Hello @lindasmith I know each patient and their journey in this is different, however I did come to grips with one thing while my wife and my MIL were on theirs.

I had to learn to do what I simply called 'suspending logic' with them. In their cases the disease was what caused their mental deficits so no amount of trying to correct or explain did any good. So I suspended logic and just began to go with THEIR flow.

Not for everyone I'm sure, but it was a significant help to us in our journeys.

Very wise thinking. Each journey needs to be traveled on the best responses for each situation, and you need to figure it out to some degree. I can't say that I suspended logic and left a lot of the understanding to the period of time after they were gone. I need to find the logic in time because it is necessary for my healing and forgiveness. It is very helpful to be surrounded by some comfort and support, and I didn't have much of that. And I was blamed for the problems in the first place, so that stopped my efforts in reaching out for help. I don't have anger in my heart over my past anymore, and I managed to find a way to live comfortably without losing my home. Life is good on the farm at age 83. I have some peace of mind. It has all worked out o.k. Dorisena

Hi @dorisena So delightful to hear you are doing well! Now I want to go watch an episode of my favorite old farm TV show — Green Acres!
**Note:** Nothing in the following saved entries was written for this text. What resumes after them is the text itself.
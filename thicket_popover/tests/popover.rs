// Copyright 2025 the Thicket Authors
// SPDX-License-Identifier: Apache-2.0 OR MIT

//! Cross-instance scenarios: ownership, nesting, Escape shadowing, teardown.
//!
//! The host here is a tiny fixed node tree plus the two-phase dispatch the
//! crate docs describe: trigger phase over every controller, then dismissal
//! phase, then claim expiry and mount attachment.

use std::collections::HashMap;

use thicket_input::{KeyPass, PointerPass};
use thicket_popover::{
    OverlayContext, Placement, PopoverController, Transition, Trigger, TriggerKind,
};

/// Node keys:
///
/// ```text
/// 0 portal root
/// 10, 11      two trigger buttons
/// 100         parent popover mount (child of portal)
/// 101         a row rendered inside the parent popover
/// 200         child popover mount
/// 201         content inside the child popover
/// ```
struct Tree {
    parents: HashMap<u32, u32>,
}

impl Tree {
    fn new() -> Self {
        let mut parents = HashMap::new();
        parents.insert(100_u32, 0_u32);
        parents.insert(101, 100);
        parents.insert(200, 100);
        parents.insert(201, 200);
        Self { parents }
    }

    fn lookup(&self) -> impl Fn(u32) -> Option<u32> + '_ {
        |node| self.parents.get(&node).copied()
    }
}

/// One full mouse-down pass: trigger phase, dismissal phase, claim expiry,
/// and mount attachment for whoever opened.
fn mouse_down(
    ctx: &mut OverlayContext<u32>,
    controllers: &mut [&mut PopoverController<u32>],
    target: u32,
    lookup: &impl Fn(u32) -> Option<u32>,
    next_mount: &mut u32,
) {
    let pass = PointerPass {
        event: ctx.events.next(),
        target: Some(target),
    };
    let mut opened: Vec<usize> = Vec::new();
    for (index, controller) in controllers.iter_mut().enumerate() {
        let response = controller.on_trigger_event(TriggerKind::MouseDown, pass, ctx, lookup);
        if response.transition.opened() {
            opened.push(index);
        }
    }
    for controller in controllers.iter_mut() {
        controller.on_global_mouse_down(pass, ctx, lookup);
    }
    ctx.claims.expire(pass.event);
    for index in opened {
        if controllers[index].is_open() {
            let mount = *next_mount;
            *next_mount += 1;
            controllers[index].attach_mount(mount, ctx, lookup);
        }
    }
}

#[test]
fn the_opening_event_does_not_dismiss_its_own_popover() {
    let tree = Tree::new();
    let lookup = tree.lookup();
    let mut ctx: OverlayContext<u32> = OverlayContext::new(0);
    let mut popover =
        PopoverController::new(&mut ctx, 10, Placement::Bottom, [Trigger::mouse_down(10)]);
    let mut next_mount = 300;

    mouse_down(&mut ctx, &mut [&mut popover], 10, &lookup, &mut next_mount);

    assert!(popover.is_open());
    popover.dispose(&mut ctx);
}

#[test]
fn an_opening_event_still_closes_unrelated_popovers() {
    let tree = Tree::new();
    let lookup = tree.lookup();
    let mut ctx: OverlayContext<u32> = OverlayContext::new(0);
    let mut first =
        PopoverController::new(&mut ctx, 10, Placement::Bottom, [Trigger::mouse_down(10)]);
    let mut second =
        PopoverController::new(&mut ctx, 11, Placement::Bottom, [Trigger::mouse_down(11)]);
    let mut next_mount = 300;

    mouse_down(
        &mut ctx,
        &mut [&mut first, &mut second],
        10,
        &lookup,
        &mut next_mount,
    );
    assert!(first.is_open());
    assert!(!second.is_open());

    // Opening the second closes the first in the same pass.
    mouse_down(
        &mut ctx,
        &mut [&mut first, &mut second],
        11,
        &lookup,
        &mut next_mount,
    );
    assert!(!first.is_open());
    assert!(second.is_open());

    first.dispose(&mut ctx);
    second.dispose(&mut ctx);
}

#[test]
fn a_plain_outside_click_closes_an_open_popover() {
    let tree = Tree::new();
    let lookup = tree.lookup();
    let mut ctx: OverlayContext<u32> = OverlayContext::new(0);
    let mut popover =
        PopoverController::new(&mut ctx, 10, Placement::Bottom, [Trigger::mouse_down(10)]);
    let mut next_mount = 300;

    mouse_down(&mut ctx, &mut [&mut popover], 10, &lookup, &mut next_mount);
    assert!(popover.is_open());

    // Somewhere else entirely.
    mouse_down(&mut ctx, &mut [&mut popover], 11, &lookup, &mut next_mount);
    assert!(!popover.is_open());
}

#[test]
fn a_click_inside_the_mount_subtree_keeps_the_popover_open() {
    let tree = Tree::new();
    let lookup = tree.lookup();
    let mut ctx: OverlayContext<u32> = OverlayContext::new(0);
    let mut popover =
        PopoverController::new(&mut ctx, 10, Placement::Bottom, [Trigger::mouse_down(10)]);

    popover.open(&mut ctx);
    popover.attach_mount(100, &mut ctx, &lookup);

    let mut next_mount = 300;
    mouse_down(&mut ctx, &mut [&mut popover], 101, &lookup, &mut next_mount);
    assert!(popover.is_open());

    popover.dispose(&mut ctx);
}

#[test]
fn a_mouse_down_inside_a_child_popover_does_not_close_the_parent() {
    let tree = Tree::new();
    let lookup = tree.lookup();
    let mut ctx: OverlayContext<u32> = OverlayContext::new(0);

    let mut parent =
        PopoverController::new(&mut ctx, 10, Placement::Bottom, [Trigger::mouse_down(10)]);
    parent.open(&mut ctx);
    let parent_of_mount = parent.attach_mount(100, &mut ctx, &lookup);
    assert_eq!(parent_of_mount, 0, "top-level popover mounts at the portal");

    // The child popover is anchored to a row inside the parent's content, so
    // its mount lands under the parent's mount.
    let mut child =
        PopoverController::new(&mut ctx, 101, Placement::Right, [Trigger::mouse_down(101)]);
    child.open(&mut ctx);
    let child_parent = child.attach_mount(200, &mut ctx, &lookup);
    assert_eq!(child_parent, 100, "nested popover mounts inside its parent");

    // Click content inside the child: neither popover closes, even though the
    // target is not inside the parent's own content.
    let mut next_mount = 300;
    mouse_down(
        &mut ctx,
        &mut [&mut parent, &mut child],
        201,
        &lookup,
        &mut next_mount,
    );
    assert!(parent.is_open());
    assert!(child.is_open());

    parent.dispose(&mut ctx);
    child.dispose(&mut ctx);
}

#[test]
fn outside_clicks_dismiss_nested_popovers_inside_out() {
    let tree = Tree::new();
    let lookup = tree.lookup();
    let mut ctx: OverlayContext<u32> = OverlayContext::new(0);

    let mut parent =
        PopoverController::new(&mut ctx, 10, Placement::Bottom, [Trigger::mouse_down(10)]);
    parent.open(&mut ctx);
    parent.attach_mount(100, &mut ctx, &lookup);
    let mut child =
        PopoverController::new(&mut ctx, 101, Placement::Right, [Trigger::mouse_down(101)]);
    child.open(&mut ctx);
    child.attach_mount(200, &mut ctx, &lookup);

    // An unclaimed click outside everything: the child closes, but the
    // parent defers to the overlay that was still open inside it.
    let mut next_mount = 300;
    mouse_down(
        &mut ctx,
        &mut [&mut parent, &mut child],
        11,
        &lookup,
        &mut next_mount,
    );
    assert!(!child.is_open());
    assert!(parent.is_open());

    // With the child gone, the next outside click closes the parent.
    mouse_down(
        &mut ctx,
        &mut [&mut parent, &mut child],
        11,
        &lookup,
        &mut next_mount,
    );
    assert!(!parent.is_open());
}

#[test]
fn escape_closes_the_innermost_popover_first() {
    let tree = Tree::new();
    let lookup = tree.lookup();
    let mut ctx: OverlayContext<u32> = OverlayContext::new(0);

    let mut outer =
        PopoverController::new(&mut ctx, 10, Placement::Bottom, [Trigger::mouse_down(10)]);
    outer.open(&mut ctx);
    outer.attach_mount(100, &mut ctx, &lookup);
    let mut inner =
        PopoverController::new(&mut ctx, 101, Placement::Right, [Trigger::mouse_down(101)]);
    inner.open(&mut ctx);
    inner.attach_mount(200, &mut ctx, &lookup);

    let pass = KeyPass {
        now_ms: 0,
        editing: false,
    };
    let fired = ctx.dispatch_key("Escape", pass);
    assert_eq!(outer.on_key_fired(&fired, &mut ctx), Transition::None);
    assert_eq!(inner.on_key_fired(&fired, &mut ctx), Transition::Closed);
    assert!(outer.is_open());

    let fired = ctx.dispatch_key("Escape", pass);
    assert_eq!(outer.on_key_fired(&fired, &mut ctx), Transition::Closed);
    assert_eq!(inner.on_key_fired(&fired, &mut ctx), Transition::None);

    outer.dispose(&mut ctx);
    inner.dispose(&mut ctx);
}

#[test]
fn teardown_leaves_no_residual_registrations() {
    let tree = Tree::new();
    let lookup = tree.lookup();
    let mut ctx: OverlayContext<u32> = OverlayContext::new(0);

    let mut popover =
        PopoverController::new(&mut ctx, 10, Placement::Bottom, [Trigger::mouse_down(10)]);
    popover.open(&mut ctx);
    popover.attach_mount(100, &mut ctx, &lookup);

    popover.dispose(&mut ctx);
    popover.dispose(&mut ctx);

    assert!(ctx.bindings.is_empty());
    assert!(!ctx.mounts.is_mount(100));
    assert!(ctx.claims.is_empty());

    // Escape after teardown fires nothing and touches nothing.
    let fired = ctx.dispatch_key(
        "Escape",
        KeyPass {
            now_ms: 0,
            editing: false,
        },
    );
    assert!(fired.is_empty());
    assert_eq!(popover.on_key_fired(&fired, &mut ctx), Transition::None);
}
Scott, I am so glad you enjoy fairy tales. We tried to get our grandchildren to watch the show so they would understand how TV was in the early days, and they couldn't identify with any reason why we would watch such a show. They didn't understand the term "farce." Our grandchildren learned the real farm life and showed champion animals at the fair. They got big checks in the auction of their market animals and spent it going to agricultural college. So they couldn't identify with the silly humor of that show. We never thought of it as a farm show, however. It was just silly Hollywood humor. We laughed.
A neighboring homestead is named "Green Acres" and we smile when we drive by. Our grandchildren don't get it. Dorisena

Hello All:

I just read an article about confabulation, or "making up information that is not true when the real memory is not there." I never heard of that word before, but interestingly enough it refers to exaggeration and/or made up stories that folks invent who have cognitive impairment. I thought you might find it interesting and helpful as well.

Will you share any experiences you have had with this and how you handled it?